◆ EXERCISE AIM
Wherever a line in the records below contains "classifier", copy that line.

◆ EXTRACTED INFORMATION

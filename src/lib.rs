// Public modules
pub mod aggregator;
pub mod calculator;
pub mod classifier;
pub mod config;
pub mod error;
pub mod history;
pub mod loader;
pub mod map;
pub mod output;
pub mod session;
pub mod types;
pub mod util;
pub mod weights;

// Re-export commonly used items
pub use aggregator::{rollup, STATEWIDE_SCOPE};
pub use calculator::{apply_arrivals, compute, effective_productivity, recompute_all, validate_inputs};
pub use classifier::{classify, Rag, AMBER_THRESHOLD, RED_THRESHOLD};
pub use error::{
    ConfigValidationError, DataValidationError, ExportError, IssueKind, LoadError, SessionError,
    ValidationIssue,
};
pub use history::{HistoryEntry, HistoryLog, MetricSet, Scope};
pub use loader::{load_dataset, Dataset, LoadOptions};
pub use session::Session;
pub use types::*;
pub use weights::{WeightsConfig, WeightsUpdate};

◆ RESPONSE TO THE TASK
pub mod classifier;
pub use classifier::{classify, Rag, AMBER_THRESHOLD, RED_THRESHOLD};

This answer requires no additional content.